Nonpancreatic conditions

  • Serum amylase levels may also be increased with gallbladder inflammation (cholecystitis; often due to gallstones), kidney or liver disease, IBD, celiac disease, diabetic ketoacidosis, gastroenteritis or infectious diarrhea, salivary gland infections (mumps), alcoholism, eating disorders, hyperparathyroidism or tumors of the pancreas, salivary glands, lung, and ovaries.10,12-14 Clinical correlation of elevated amylase/lipase with serum calcium levels (and in turn, parathyroid hormone) is recommended to evaluate parathyroid function.15
  • Lipase levels may be increased with cholecystitis, kidney or liver disease, IBD, celiac disease, diabetic ketoacidosis, appendicitis, peptic ulcer disease, hepatitis C, and type 2 diabetes.1,2,10,13,14 Subjects with type 2 diabetes have a threefold greater risk of pancreatitis and biliary disease than those without diabetes.16
  • Certain medications can increase the circulating level of amylase and/or lipase, e.g., aspirin, oral contraceptives, opiates, corticosteroids, thiazide diuretics, antipsychotic agents, calcium-channel blockers, and cholinergic drugs.10,17

DECREASED SERUM AMYLASE OR LIPASE

  • In clinical practice, a deficiency of pancreatic enzymes is known as exocrine pancreatic insufficiency (EPI), which is characterized by steatorrhea, malabsorption, and malnutrition, and is common in individuals with pancreatic diseases (e.g., CP and cystic fibrosis).1,7 Testing fecal pancreatic elastase levels can confirm diagnosis, or exclusion, of EPI.18
  • Low serum amylase or lipase may indicate permanent damage to the exocrine and islet β cells of the pancreas (as can occur in CP), and are linked to increased risk for developing metabolic syndrome, insulin resistance, nonalcoholic fatty liver disease, and type 2 diabetes.1,19-22

Lipase and Amylase Cut Points & Interpretation

Lipase

Low Mildly Decreased Optimal Mildly Elevated High
≤ 11 U/L 12-24 U/L 25-82 U/L 83-164 U/L ≥ 165 U/L

Amylase

Low Mildly Decreased Optimal Mildly Elevated High
≤ 29 U/L 30-42 U/L 43-103 U/L 104-206 U/L ≥ 207 U/L

1. Matteuchi E, Giamietro O. Curr Med Chem 2016;23:290–302.
2. Hameed AM, et al.
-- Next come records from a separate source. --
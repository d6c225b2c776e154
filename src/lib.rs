//! Iterative DNS resolution: walk root -> TLD -> authoritative servers for an
//! IPv4 address, with a recursive (system resolver) baseline.

pub mod classify;
pub mod cli;
pub mod config;
pub mod dns;
pub mod iterative;
pub mod journey;
pub mod nameservers;
pub mod recursive;
pub mod roots;
pub mod stub;
pub mod transport;
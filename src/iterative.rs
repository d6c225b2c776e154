use std::collections::VecDeque;
use std::fmt;
use std::net::Ipv4Addr;
use thiserror::Error;
use tracing::{debug, info, warn};

use crate::classify::{classify, Answer, Classification};
use crate::config::Config;
use crate::dns::packet;
use crate::journey::{Action, Journey};
use crate::nameservers;
use crate::roots;
use crate::stub::{HostLookup, StubResolver};
use crate::transport::{Transport, UdpTransport};

/// Level of the delegation tree the candidate list belongs to.
/// Ordered so that a run's stages can be compared; it only moves forward.
#[derive(Debug, Clone, Copy, PartialEq, Eq, PartialOrd, Ord, Hash)]
pub enum Stage {
    Root,
    Tld,
    Auth,
}

impl Stage {
    /// Stage after a referral. AUTH refers to AUTH.
    pub fn next(self) -> Self {
        match self {
            Stage::Root => Stage::Tld,
            Stage::Tld | Stage::Auth => Stage::Auth,
        }
    }
}

impl fmt::Display for Stage {
    fn fmt(&self, f: &mut fmt::Formatter<'_>) -> fmt::Result {
        match self {
            Stage::Root => f.write_str("ROOT"),
            Stage::Tld => f.write_str("TLD"),
            Stage::Auth => f.write_str("AUTH"),
        }
    }
}

#[derive(Debug, Error, Clone, PartialEq, Eq)]
pub enum ResolveError {
    #[error("no candidates responded at stage {stage}")]
    Exhausted { stage: Stage },

    #[error("gave up after {referrals} referrals at stage {stage}")]
    TooManyReferrals { stage: Stage, referrals: u32 },

    #[error("invalid domain name {name}: {reason}")]
    InvalidName { name: String, reason: String },
}

/// Successful end of an iterative run.
#[derive(Debug, Clone, PartialEq, Eq)]
pub struct Resolution {
    pub answer: Answer,
    /// Stage of the server that answered
    pub stage: Stage,
    pub queries: u32,
    pub referrals: u32,
}

/// Walks ROOT -> TLD -> AUTH for one name at a time.
///
/// Every call to `resolve` starts from the root list with fresh state;
/// nothing learned in one run is visible to the next.
pub struct IterativeResolver<T, L> {
    transport: T,
    lookup: L,
    roots: Vec<Ipv4Addr>,
    use_glue: bool,
    max_referrals: u32,
}

impl IterativeResolver<UdpTransport, StubResolver> {
    pub fn from_config(config: &Config) -> Self {
        Self::new(UdpTransport::new(config), StubResolver::from_config(config), config.roots())
            .with_glue(config.use_glue)
            .with_max_referrals(config.max_referrals)
    }
}

impl<T: Transport, L: HostLookup> IterativeResolver<T, L> {
    pub fn new(transport: T, lookup: L, roots: Vec<Ipv4Addr>) -> Self {
        let defaults = Config::default();
        Self {
            transport,
            lookup,
            roots,
            use_glue: defaults.use_glue,
            max_referrals: defaults.max_referrals,
        }
    }

    pub fn with_glue(mut self, use_glue: bool) -> Self {
        self.use_glue = use_glue;
        self
    }

    pub fn with_max_referrals(mut self, max_referrals: u32) -> Self {
        self.max_referrals = max_referrals;
        self
    }

    /// Resolve `domain` to an address, or to a CNAME target if that is what
    /// an authoritative server hands back first.
    ///
    /// Only the front candidate is ever queried. A failed or useless
    /// candidate is dropped and the next one tried at the same stage; a
    /// referral replaces the whole list and advances the stage.
    pub async fn resolve(&self, domain: &str, journey: &mut Journey) -> Result<Resolution, ResolveError> {
        journey.say(format!("[Iterative DNS Lookup] Resolving {}", domain));
        info!("🌲 Iterative resolve: {} from {} roots", domain, self.roots.len());

        if let Err(e) = packet::validate_name(domain) {
            let err = ResolveError::InvalidName { name: domain.to_string(), reason: e.to_string() };
            journey.say(format!("[ERROR] {}", err));
            journey.add_step(Stage::Root, Action::Failed, err.to_string(), "[ERROR] Resolution failed.");
            return Err(err);
        }

        let mut candidates: VecDeque<Ipv4Addr> = self.roots.iter().copied().collect();
        let mut stage = Stage::Root;
        let mut queries = 0u32;
        let mut referrals = 0u32;

        while let Some(&server) = candidates.front() {
            let label = match (stage, roots::label_of(server)) {
                (Stage::Root, Some(label)) => label.to_string(),
                _ => server.to_string(),
            };
            journey.add_step(stage, Action::Query, label, format!("[DEBUG] Querying {} server ({})", stage, server));
            queries += 1;

            let response = match self.transport.query(server, domain).await {
                Ok(response) => response,
                Err(e) => {
                    candidates.pop_front();
                    let line = if candidates.is_empty() {
                        format!("[ERROR] Query failed for {} {}", stage, server)
                    } else {
                        format!("[ERROR] Query failed for {} {} - Moving to next NS", stage, server)
                    };
                    journey.add_step(stage, Action::QueryFailed, e.to_string(), line);
                    continue;
                }
            };

            match classify(&response) {
                Classification::Answer(answer) => {
                    journey.add_step(
                        stage,
                        Action::Answer,
                        answer.to_string(),
                        format!("[SUCCESS] {} -> {}", domain, answer),
                    );
                    info!("🌲 Resolved {} -> {} at {} after {} queries", domain, answer, stage, queries);
                    return Ok(Resolution { answer, stage, queries, referrals });
                }
                Classification::Referral { zone, ns_names, glue } => {
                    if referrals >= self.max_referrals {
                        warn!("🌲 Referral limit {} reached for {} (zone {})", self.max_referrals, domain, zone);
                        let err = ResolveError::TooManyReferrals { stage, referrals };
                        journey.add_step(stage, Action::Failed, err.to_string(), "[ERROR] Resolution failed.");
                        return Err(err);
                    }
                    referrals += 1;

                    for ns in &ns_names {
                        journey.add_step(stage, Action::NsExtracted, ns.clone(), format!("Extracted NS hostname: {}", ns));
                    }
                    let resolved =
                        nameservers::resolve_hostnames(&ns_names, &glue, self.use_glue, &self.lookup, stage, journey).await;

                    let next = stage.next();
                    let zone = if zone.is_empty() { ".".to_string() } else { zone };
                    debug!(
                        "🌲 Referral from {} to {} ({}): {} of {} NS addressed",
                        server, zone, next, resolved.addrs.len(), ns_names.len()
                    );
                    journey.add_step(
                        stage,
                        Action::Referral,
                        format!("{} -> {} ({} servers)", zone, next, resolved.addrs.len()),
                        format!("[DEBUG] Referred to {} ({} servers for {})", zone, resolved.addrs.len(), next),
                    );

                    candidates = resolved.addrs.into();
                    stage = next;
                }
                Classification::Empty { rcode } => {
                    candidates.pop_front();
                    debug!("🌲 {} gave nothing usable for {} ({})", server, domain, rcode);
                    journey.add_step(
                        stage,
                        Action::NoUsableAnswer,
                        rcode.to_string(),
                        format!("[ERROR] No A or CNAME records found for {} on {}", domain, server),
                    );
                    if !candidates.is_empty() {
                        journey.say("Trying another nameserver...");
                    }
                }
            }
        }

        warn!("🌲 All {} candidates exhausted for {}", stage, domain);
        let err = ResolveError::Exhausted { stage };
        journey.add_step(stage, Action::Failed, err.to_string(), "[ERROR] Resolution failed.");
        Err(err)
    }
}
HPB (Oxford) 2015;17(2):99–112.
3. Tenner S, et al. Am J Gastroenterol 2013;108(9):1400–1441.
4. Lankisch PG, et al. Gut 1999;44(4):542–544.
5. Charlesworth A, et al. Int J Surg 2015;23:23–27.
6. Lankisch PG, et al. J Intern Med 2008;263:109–111.
7. Afghani E, et al. Nutr Clin Pract 2014;29(3):295–311.
8. Antonini F, et al. World J Gastrointest Pathophysiol 2016;7(3):276–282.
9. Ramos LR, et al. J Crohn’s Colitis 2016;10(1):95–104.
10. Frulloni L, et al. J Pancreas (Online) 2005;6(6):536–551.
11. Gubergrits N, et al. Pancreatology 2014;14:114–116.
12. Reimund J, et al. Gastroenterol Clin Biol 2005;29:247–253.
13. Carroccio A, et al. Gastroenterol Hepatol 2006;4:455–459.
14. Yadav D, et al. Am J Gastroenterol 2000;95(11):3123–3128.
15. Bai H, et al. J Clin Gastroenterol 2012;46:656–661.
16. Noel RA, et al. Diabetes Care 2009;32(5):834–838.
17. Kaufman MB. Pharmacy Therapeut 2013;38(6):349–351.
18. Loser C, et al. Gut 1996;39:580–586.
19. Nakajima K, et al. Cardiovasc Diabetol 2011;10:34.
20. Muneyuki T, et al. Cardiovasc Diabetol 2012;11:80.
21. Yao J, et al. Lipids Health Dis 2014;13:185.
22. Zhuang L, et al. PLoS One 2016;11(9):e0162204.